Dünyanın en büyük enerji deposu olan güneş bizlerin de biyolojik ve psikolojik durumlarını etkilemektedir. Yapılan araştırmalarda güneş ışığının vücudumuzda ki serotonini arttırdığı bilinmektedir. Peki, nedir bu serotonin? Serotonin psikoloji mutluluk, uyku, dikkat ve bunlar gibi birçok önemli şeyi destekleyen, beyindeki hücreler arasındaki iletişimi sağlayan bir kimyasaldır. Eksiliğinde, bitap ve sıkılgan ruh hali, kaygıların artması, mutsuzluk, uykuda zorluk çekme gibi durumlar gözlemlenebilir. Bu yüzden serotonin seviyesi ruhsal ve fizyolojik sıhhat açısından ehemmiyet taşımaktadır. Günlük hayattan örnek verirsek, kasvetli havalarda baş ağrısı ve yorgunluk herkesin deneyimlediği bir şeydir. Peki, hep kapalı havalar mı zararlıdır? Hayır, tabi ki sıcak ve güneşli havaların da insan psikolojisi üzerine kötü etkileri vardır. Sıcak hava dalgaları stres kaynağı olarak insan sağlığını etkilemektedir. Aşırı sıcak hava sebebi ile oluşan stres kalp krizlerinden, geçici şuur yitirilmesine kadar birçok insan sağlığını etkileyen probleme yol açmaktadır. Bunlardan tehlikeli olanlar, kronik strese bağlı olarak gelişen travma sonrası stres, endişe, konsantrasyon düşüklüğü, asosyalleşme, aşırı üzüntü, uyku bozuklukları, aşırı sinirlilik olarak sıralanabilir.
Daha geniş bir açıdan bakmak istersek, dolaylı yoldan uzun süreli sıcak hava dalgaları bununla beraber kuraklığı ve su kıtlığını ve besin yetersizliğini getirir. Birleşmiş Milletler Kalkınma Programı (UNDP) verilerine bakılırsa her sene dünyada ortalama 3.5 milyon insan yetersiz beslenme sebebiyle yaşamını kaybetmektedir. Su kıtlığından ötürü oluşacak birçok hijyen problemi, ishal ve benzeri rahatsızlıkların ortaya çıkması ve toplumda hızla yayılması ile sonuçlanmaktadır. Amazon bölgesindeki kolera salgınlarının nehrin su seviyesinin düşmüş olduğu, kuru sezonlarda ise arttığı anlaşılmıştır. Sonuçta yüksek sıcaklık; su kıtlığında ya da aşırı su bolluğunda iyme hastalığı, Batı Nil virüsü ve kolera da dâhil birçok hastalık için risk oluşturmaktadır.

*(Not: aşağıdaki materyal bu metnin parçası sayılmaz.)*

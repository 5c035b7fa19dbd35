//! Command-line interface: argument parsing and command execution.

use std::path::PathBuf;
use std::sync::Arc;

use chrono::{NaiveDate, Utc};
use clap::{Parser, Subcommand, ValueEnum};
use tracing::{debug, warn};

use crate::adapter::llm::{Llm, OpenRouter};
use crate::adapter::oddsapi::OddsApiClient;
use crate::adapter::statsapi::StatsClient;
use crate::app::{self, GameRecordBuilder, SlateRequest};
use crate::config::Config;
use crate::domain::{AliasTable, League, NameResolver, Resolution, Slate, TeamId, TeamRef};
use crate::error::{Error, Result};

#[derive(Debug, Parser)]
#[command(name = "slatebook", version, about = "Sports betting-line aggregation")]
pub struct Cli {
    /// Path to the configuration file.
    #[arg(long, default_value = "config.toml")]
    pub config: PathBuf,

    #[command(subcommand)]
    pub command: Command,
}

#[derive(Debug, Subcommand)]
pub enum Command {
    /// Build and print the slate for a league and date.
    Slate {
        /// League to build (nba, nfl, mlb, nhl, ncaab, ncaaf).
        #[arg(long)]
        league: League,
        /// Date to build (YYYY-MM-DD); defaults to today in UTC.
        #[arg(long)]
        date: Option<NaiveDate>,
        /// Only include games involving this team (name or abbreviation).
        #[arg(long)]
        team: Option<String>,
        /// Output format.
        #[arg(long, value_enum, default_value = "table")]
        format: OutputFormat,
        /// Append LLM-generated commentary per game.
        #[arg(long)]
        narrate: bool,
    },
    /// Resolve a name against the alias table (offline maintenance aid).
    Resolve {
        /// League scope for the lookup.
        #[arg(long)]
        league: League,
        /// The name to resolve.
        name: String,
    },
    /// Show the odds provider's remaining API quota.
    Quota,
}

#[derive(Debug, Clone, Copy, PartialEq, Eq, ValueEnum)]
pub enum OutputFormat {
    Table,
    Json,
    Markdown,
}

/// Execute the parsed command.
pub async fn run(cli: Cli, config: Config) -> Result<()> {
    match cli.command {
        Command::Slate {
            league,
            date,
            team,
            format,
            narrate,
        } => run_slate(&config, league, date, team, format, narrate).await,
        Command::Resolve { league, name } => run_resolve(&config, league, &name),
        Command::Quota => run_quota(&config).await,
    }
}

async fn run_slate(
    config: &Config,
    league: League,
    date: Option<NaiveDate>,
    team: Option<String>,
    format: OutputFormat,
    narrate: bool,
) -> Result<()> {
    let date = date.unwrap_or_else(|| Utc::now().date_naive());
    let resolver = NameResolver::new(load_aliases(config), config.resolver.fuzzy_threshold);

    let stats = Arc::new(StatsClient::new(config.network.stats_base_url.clone()));
    let odds = Arc::new(OddsApiClient::from_config(&config.network)?);
    let builder = GameRecordBuilder::new(stats, odds, resolver);

    let slate = builder.build(&SlateRequest { league, date, team }).await?;

    match format {
        OutputFormat::Table => {
            println!("{}", app::summary(&slate));
            println!("{}", app::render_table(&slate));
        }
        OutputFormat::Json => println!("{}", app::render_json(&slate)?),
        OutputFormat::Markdown => println!("{}", app::render_markdown(&slate)),
    }

    if narrate {
        narrate_slate(config, &slate).await?;
    }

    Ok(())
}

async fn narrate_slate(config: &Config, slate: &Slate) -> Result<()> {
    if !config.llm.enabled {
        warn!("--narrate requested but [llm] is disabled in config");
        return Ok(());
    }

    let llm = OpenRouter::from_config(&config.llm)?;
    for game in &slate.games {
        let prompt = app::narrative_prompt(game)?;
        match llm.complete(&prompt).await {
            Ok(text) => println!("\n### {}\n\n{}", game.matchup(), text.trim()),
            // One failed completion shouldn't kill the remaining previews.
            Err(e) => warn!(game = %game.game_id, error = %e, "narrative generation failed"),
        }
    }
    Ok(())
}

fn run_resolve(config: &Config, league: League, name: &str) -> Result<()> {
    let resolver = NameResolver::new(load_aliases(config), config.resolver.fuzzy_threshold);

    // The alias table's canonical names stand in for a live candidate set,
    // which keeps this command fully offline.
    let candidates: Vec<TeamRef> = resolver
        .aliases()
        .canonicals(league)
        .iter()
        .map(|canonical| {
            TeamRef::new(TeamId::new(canonical.as_str()), canonical.as_str(), "", league)
        })
        .collect();

    match resolver.resolve(league, name, &candidates) {
        Resolution::Match(team) => {
            println!("{} -> {}", name, team.canonical_name());
        }
        Resolution::Unresolved(gap) => match gap.best_candidate {
            Some(candidate) => println!(
                "unresolved: {:?} (closest: {} at {:.3})",
                gap.input, candidate, gap.best_score
            ),
            None => println!("unresolved: {:?} (no candidates for {league})", gap.input),
        },
    }
    Ok(())
}

async fn run_quota(config: &Config) -> Result<()> {
    let odds = OddsApiClient::from_config(&config.network)?;
    let quota = odds.refresh_quota().await.map_err(Error::Odds)?;

    match (quota.remaining, quota.used) {
        (Some(remaining), Some(used)) => {
            println!("requests remaining: {remaining}\nrequests used: {used}");
        }
        _ => println!("provider did not report quota headers"),
    }
    Ok(())
}

fn load_aliases(config: &Config) -> AliasTable {
    match AliasTable::load(&config.resolver.alias_file) {
        Ok(table) => {
            debug!(
                path = %config.resolver.alias_file.display(),
                variants = table.len(),
                "alias table loaded"
            );
            table
        }
        Err(e) => {
            warn!(
                path = %config.resolver.alias_file.display(),
                error = %e,
                "alias table unavailable, continuing without aliases"
            );
            AliasTable::default()
        }
    }
}
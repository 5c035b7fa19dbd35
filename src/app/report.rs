//! Slate rendering for terminal, JSON, and markdown consumers, plus the
//! prompt handed to the LLM commentary path.

use owo_colors::OwoColorize;
use tabled::settings::Style;
use tabled::{Table, Tabled};

use crate::domain::{FeedStatus, GameRecord, MarketKind, QuoteSide, Slate};
use crate::error::Result;

#[derive(Tabled)]
struct GameRow {
    #[tabled(rename = "Matchup")]
    matchup: String,
    #[tabled(rename = "Start (UTC)")]
    start: String,
    #[tabled(rename = "Moneyline")]
    moneyline: String,
    #[tabled(rename = "Spread")]
    spread: String,
    #[tabled(rename = "Total")]
    total: String,
    #[tabled(rename = "Props")]
    props: String,
    #[tabled(rename = "Flags")]
    flags: String,
}

/// Render the slate as a terminal table.
pub fn render_table(slate: &Slate) -> String {
    let rows: Vec<GameRow> = slate
        .games
        .iter()
        .map(|game| GameRow {
            matchup: game.matchup(),
            start: game.start_time.format("%m-%d %H:%M").to_string(),
            moneyline: fmt_two_sided(game, &MarketKind::Moneyline, QuoteSide::Home, QuoteSide::Away),
            spread: fmt_two_sided(game, &MarketKind::Spread, QuoteSide::Home, QuoteSide::Away),
            total: fmt_two_sided(game, &MarketKind::Total, QuoteSide::Over, QuoteSide::Under),
            props: if game.player_props.is_empty() {
                "-".into()
            } else {
                format!("{} players", game.player_props.len())
            },
            flags: fmt_flags(game),
        })
        .collect();

    Table::new(rows).with(Style::sharp()).to_string()
}

/// One-line colored summary printed above the table.
pub fn summary(slate: &Slate) -> String {
    let mut line = format!(
        "{} slate for {}: {} games",
        slate.league,
        slate.date,
        slate.games.len().bold()
    );
    let partial = slate.partial_count();
    if partial > 0 {
        line.push_str(&format!(", {} partial", partial.yellow()));
    }
    let missing = slate.missing_odds_count();
    if missing > 0 {
        line.push_str(&format!(", {} without odds", missing.red()));
    }
    if !slate.orphan_events.is_empty() {
        line.push_str(&format!(
            ", {} unmatched odds events",
            slate.orphan_events.len().yellow()
        ));
    }
    if let FeedStatus::Unavailable { reason } = &slate.odds_feed {
        line.push_str(&format!("\n{}: {}", "odds feed down".red().bold(), reason));
    }
    line
}

/// Render the slate as pretty-printed JSON.
pub fn render_json(slate: &Slate) -> Result<String> {
    Ok(serde_json::to_string_pretty(slate)?)
}

/// Render the slate as a markdown report.
pub fn render_markdown(slate: &Slate) -> String {
    let mut out = format!("# {} slate - {}\n", slate.league, slate.date);

    if let FeedStatus::Unavailable { reason } = &slate.odds_feed {
        out.push_str(&format!("\n> odds feed unavailable: {reason}\n"));
    }

    if slate.games.is_empty() {
        out.push_str("\nNo games scheduled.\n");
    }

    for game in &slate.games {
        out.push_str(&format!(
            "\n## {} - {}\n\n",
            game.matchup(),
            game.start_time.format("%Y-%m-%d %H:%M UTC")
        ));

        if game.missing_odds {
            out.push_str("- no odds matched for this game\n");
        }
        push_market_line(&mut out, game, "moneyline", &MarketKind::Moneyline, QuoteSide::Home, QuoteSide::Away);
        push_market_line(&mut out, game, "spread", &MarketKind::Spread, QuoteSide::Home, QuoteSide::Away);
        push_market_line(&mut out, game, "total", &MarketKind::Total, QuoteSide::Over, QuoteSide::Under);

        if !game.player_props.is_empty() {
            out.push_str("- props:\n");
            for props in &game.player_props {
                for best in &props.markets {
                    out.push_str(&format!(
                        "  - {} {} {} {} {} ({})\n",
                        props.player.display_name(),
                        best.market,
                        best.side,
                        best.line.map(|l| l.to_string()).unwrap_or_default(),
                        best.price,
                        best.book,
                    ));
                }
            }
        }

        if !game.unresolved.is_empty() {
            out.push_str("- unresolved names:\n");
            for gap in &game.unresolved {
                match &gap.best_candidate {
                    Some(candidate) => out.push_str(&format!(
                        "  - {:?} (closest: {} at {:.2})\n",
                        gap.input, candidate, gap.best_score
                    )),
                    None => out.push_str(&format!("  - {:?}\n", gap.input)),
                }
            }
        }
    }

    out
}

/// Build the prose-generation prompt for one record.
///
/// The record is passed as JSON so the model sees exactly the joined data,
/// nothing upstream of it.
pub fn narrative_prompt(game: &GameRecord) -> Result<String> {
    let record = serde_json::to_string_pretty(game)?;
    Ok(format!(
        "You are a sports betting analyst. Write a short, factual preview \
         of this game based only on the data below. Mention the best \
         available moneyline prices and any notable player props. Do not \
         invent statistics.\n\n{record}"
    ))
}

fn fmt_two_sided(
    game: &GameRecord,
    market: &MarketKind,
    first: QuoteSide,
    second: QuoteSide,
) -> String {
    let fmt = |side: QuoteSide| {
        game.best_for(market, side).map(|best| match best.line {
            Some(line) => format!("{} {} ({})", line, best.price, best.book),
            None => format!("{} ({})", best.price, best.book),
        })
    };

    match (fmt(first), fmt(second)) {
        (None, None) => "-".into(),
        (a, b) => format!(
            "{} / {}",
            a.unwrap_or_else(|| "-".into()),
            b.unwrap_or_else(|| "-".into())
        ),
    }
}

fn fmt_flags(game: &GameRecord) -> String {
    let mut flags = Vec::new();
    if game.missing_odds {
        flags.push("no odds");
    }
    if game.partial {
        flags.push("partial");
    }
    if flags.is_empty() {
        "-".into()
    } else {
        flags.join(", ")
    }
}

fn push_market_line(
    out: &mut String,
    game: &GameRecord,
    label: &str,
    market: &MarketKind,
    first: QuoteSide,
    second: QuoteSide,
) {
    let line = fmt_two_sided(game, market, first, second);
    if line != "-" {
        out.push_str(&format!("- {label}: {line}\n"));
    }
}

#[cfg(test)]
mod tests {
    use super::*;
    use crate::domain::{FeedStatus, League};
    use crate::testkit::domain::{record_with_moneyline, slate_with};

    #[test]
    fn table_lists_every_game() {
        let slate = slate_with(vec![record_with_moneyline()]);
        let table = render_table(&slate);
        assert!(table.contains("Boston Red Sox @ New York Yankees"));
        assert!(table.contains("+142"));
    }

    #[test]
    fn markdown_contains_matchup_heading_and_lines() {
        let slate = slate_with(vec![record_with_moneyline()]);
        let md = render_markdown(&slate);
        assert!(md.contains("## Boston Red Sox @ New York Yankees"));
        assert!(md.contains("moneyline"));
    }

    #[test]
    fn markdown_notes_empty_slate() {
        let slate = slate_with(vec![]);
        assert!(render_markdown(&slate).contains("No games scheduled"));
    }

    #[test]
    fn markdown_notes_feed_outage() {
        let mut slate = slate_with(vec![]);
        slate.odds_feed = FeedStatus::Unavailable {
            reason: "HTTP 503".into(),
        };
        assert!(render_markdown(&slate).contains("odds feed unavailable"));
    }

    #[test]
    fn json_round_trips_game_ids() {
        let slate = slate_with(vec![record_with_moneyline()]);
        let json = render_json(&slate).unwrap();
        let value: serde_json::Value = serde_json::from_str(&json).unwrap();
        assert_eq!(value["league"], League::Mlb.key());
        assert_eq!(value["games"][0]["game_id"], "401472100");
    }

    #[test]
    fn narrative_prompt_embeds_record_json() {
        let prompt = narrative_prompt(&record_with_moneyline()).unwrap();
        assert!(prompt.contains("New York Yankees"));
        assert!(prompt.contains("Do not invent statistics"));
    }
}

Hava koşullarının insanları fiziksel ve mental olarak etkilediği söylenebilir. Fiziksel olarak kanser, kalp damar hastalıkları, solunum yolu hastalıkları, gelişim; mental olarak ise akıl sağlığı ve strese bağlı hastalıklar gibi birçok etkisinin olduğu bilimsel olarak kanıtlanmıştır. Ancak, bu etkinin olumlu ya da olumsuz olması, ne tür hava koşulunun nasıl etki yapacağı kişiden kişiye değişiklik gösterir.